I have a hard time understanding my feelings related to adults who hurt me while I was growing up—I feel nothing. I don’t have anger, hatred, repulsion or even defeat… just watchful indifference. I still talk to and am in touch with family members who hurt me as a child- I don’t love or hate them, I just interact with them and don’t have any plans to change the status quo. I have wondered about why I feel and act that way but haven’t yet found an answer.

On the other hand, I have a deep, deep anger that I know is on its way to the surface—it scares me and I haven’t really taken a look at the anger or where it has come from. Maybe when I look at the anger, my feelings about these people will change.

Coloma's avatar

@rooeytoo I mastered the art of loving detatchment years ago. No regrets, and while I have compassion for those that do harm out of their own unhealed wounds I am easily able to choose to release them to their own destiny. :-)

hearkat's avatar

There are too many variables. My perpetrator was not one of my parents, but I they were to blame for the environment that allowed the psychological and sexual abuse in my childhood to take place, and I was not protected, nor do I ever remember feeling loved or valued.

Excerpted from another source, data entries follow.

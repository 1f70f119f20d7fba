use crate::case::acronyms::AcronymSet;

/// Acronyms only end a token when the token is within this many characters.
const ACRONYM_LEN: std::ops::RangeInclusive<usize> = 2..=5;

#[derive(Debug, Clone, Copy, PartialEq, Eq)]
enum CharClass {
    /// Lowercase letters, numbers, and letters without case.
    Lower,
    Upper,
    /// Everything else; only ever a word boundary.
    Other,
}

impl CharClass {
    fn of(c: char) -> Self {
        if c.is_numeric() || c.is_lowercase() {
            CharClass::Lower
        } else if c.is_uppercase() {
            CharClass::Upper
        } else if c.is_alphabetic() {
            CharClass::Lower
        } else {
            CharClass::Other
        }
    }
}

/// Split `input` into words, recognizing the acronyms in `acronyms`.
pub fn tokenize<'a, 's>(input: &'a str, acronyms: &'s AcronymSet) -> Tokenizer<'a, 's> {
    Tokenizer::new(input, acronyms)
}

/// Iterator over the words of an identifier.
///
/// Words are slices of the input with their original casing. Separators
/// (anything that is not a letter or number) are skipped and never yield
/// empty words.
#[derive(Debug, Clone)]
pub struct Tokenizer<'a, 's> {
    input: &'a str,
    acronyms: &'s AcronymSet,
    pos: usize,
}

impl<'a, 's> Tokenizer<'a, 's> {
    pub fn new(input: &'a str, acronyms: &'s AcronymSet) -> Self {
        Self {
            input,
            acronyms,
            pos: 0,
        }
    }

    fn peek(&self) -> Option<char> {
        self.input[self.pos..].chars().next()
    }

    fn bump(&mut self, c: char) {
        self.pos += c.len_utf8();
    }

    /// Lowercase letters and digits up to the next uppercase letter or
    /// separator.
    fn extract_lower(&mut self) -> &'a str {
        let start = self.pos;

        while let Some(c) = self.peek() {
            if CharClass::of(c) != CharClass::Lower {
                break;
            }
            self.bump(c);
        }

        &self.input[start..self.pos]
    }

    /// Either an acronym run (`HTTP`, `JSON`) or a capitalized word (`World`,
    /// `V2`). The first character is always uppercase.
    fn extract_upper(&mut self) -> &'a str {
        let start = self.pos;
        let mut len = 0;
        let mut acronym_run = false;

        while let Some(c) = self.peek() {
            match CharClass::of(c) {
                CharClass::Upper => {
                    if len == 1 {
                        acronym_run = true;
                    }
                    // A capitalized word ends at the next uppercase letter.
                    if len > 1 && !acronym_run {
                        break;
                    }
                }
                // An acronym run ends at the first lowercase letter or digit.
                CharClass::Lower if acronym_run => break,
                CharClass::Lower => {}
                CharClass::Other => break,
            }

            self.bump(c);
            len += 1;

            if ACRONYM_LEN.contains(&len) && self.acronyms.contains(&self.input[start..self.pos]) {
                break;
            }
        }

        &self.input[start..self.pos]
    }
}

impl<'a> Iterator for Tokenizer<'a, '_> {
    type Item = &'a str;

    fn next(&mut self) -> Option<Self::Item> {
        while let Some(c) = self.peek() {
            match CharClass::of(c) {
                CharClass::Lower => return Some(self.extract_lower()),
                CharClass::Upper => return Some(self.extract_upper()),
                CharClass::Other => self.bump(c),
            }
        }
        None
    }
}

impl std::iter::FusedIterator for Tokenizer<'_, '_> {}

#[cfg(test)]
mod tests {
    use super::*;

    fn words(input: &str) -> Vec<&str> {
        tokenize(input, &AcronymSet::default()).collect()
    }

    #[test]
    fn test_lower_and_camel_humps() {
        assert_eq!(words("helloWorld"), vec!["hello", "World"]);
        assert_eq!(words("HelloWorld"), vec!["Hello", "World"]);
        assert_eq!(words("userId"), vec!["user", "Id"]);
    }

    #[test]
    fn test_separators_collapse() {
        assert_eq!(words("hello world"), vec!["hello", "world"]);
        assert_eq!(words("__hello--  world__"), vec!["hello", "world"]);
        assert_eq!(words("snake_case-and.kebab"), vec!["snake", "case", "and", "kebab"]);
        assert!(words("").is_empty());
        assert!(words("-_ .!").is_empty());
    }

    #[test]
    fn test_acronyms() {
        assert_eq!(words("apiJSONSerializer"), vec!["api", "JSON", "Serializer"]);
        assert_eq!(words("XMLHTTPRequest"), vec!["XML", "HTTP", "Request"]);
        assert_eq!(words("userAPI"), vec!["user", "API"]);
        assert_eq!(words("UserAPI"), vec!["User", "API"]);
    }

    #[test]
    fn test_digits() {
        assert_eq!(words("userAPIV2"), vec!["user", "API", "V2"]);
        assert_eq!(words("netHTTP2"), vec!["net", "HTTP", "2"]);
        assert_eq!(words("base64Encode"), vec!["base64", "Encode"]);
        assert_eq!(words("v2"), vec!["v2"]);
    }

    #[test]
    fn test_shortest_acronym_wins() {
        assert_eq!(words("HTTPS"), vec!["HTTP", "S"]);
        assert_eq!(words("IDENTITY"), vec!["ID", "ENTITY"]);
    }

    #[test]
    fn test_long_unknown_uppercase_run() {
        assert_eq!(words("ABCDEFG"), vec!["ABCDEFG"]);
        assert_eq!(words("ABCDEFGHelper"), vec!["ABCDEFGH", "elper"]);
        assert_eq!(words("NASA rocket"), vec!["NASA", "rocket"]);
    }

    #[test]
    fn test_single_uppercase_letters() {
        assert_eq!(words("pointX"), vec!["point", "X"]);
        assert_eq!(words("X"), vec!["X"]);
        assert_eq!(words("a-B-c"), vec!["a", "B", "c"]);
    }

    #[test]
    fn test_non_ascii_letters() {
        assert_eq!(words("größeÄnderung"), vec!["größe", "Änderung"]);
        assert_eq!(words("名前Value"), vec!["名前", "Value"]);
        assert_eq!(words("ΟΔΟΣ οδος"), vec!["ΟΔΟΣ", "οδος"]);
    }

    #[test]
    fn test_custom_acronyms() {
        let acronyms = AcronymSet::new(["GRPC", "K8S"]).unwrap();
        let found: Vec<_> = tokenize("newGRPCClient", &acronyms).collect();
        assert_eq!(found, vec!["new", "GRPC", "Client"]);

        // Without an entry the run swallows the next word's capital.
        let found: Vec<_> = tokenize("newGRPCClient", &AcronymSet::empty()).collect();
        assert_eq!(found, vec!["new", "GRPCC", "lient"]);
    }

    #[test]
    fn test_words_outlive_acronym_set() {
        let input = String::from("parseHTTPHeader");
        let found: Vec<&str> = {
            let acronyms = AcronymSet::default();
            tokenize(&input, &acronyms).collect()
        };
        assert_eq!(found, vec!["parse", "HTTP", "Header"]);
    }
}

I’ve had varying degrees of contact with them over the years, and had more difficulty with my father. I’d make peace and re-open door, only to have him behave in a way that was hurtful or showed complete disregard for us. I finally cut ties when he moved to Florida ~2004. When I got a call in Feb. 2010 stating that he had died, I felt nothing. I still feel no grief, only pity because I know he had the burden of his own horrendous childhood and life to bear. But I already had complete closure on that relationship and so I have no regrets.

My mother is a different issue—she’s still quite healthy, but in her 70s; and I am the closest relative to her, so I am her power of attorney and such. I like her as a person, but I don’t love her like a mother. Intellectually, I don’t mind doing it, since I am nearest and have medical knowledge. But emotionally, I know that I can not be a good “caretaker” to her. So I’m just riding it out, and will deal with situations as they arise with her, and process whatever emotions as they surface.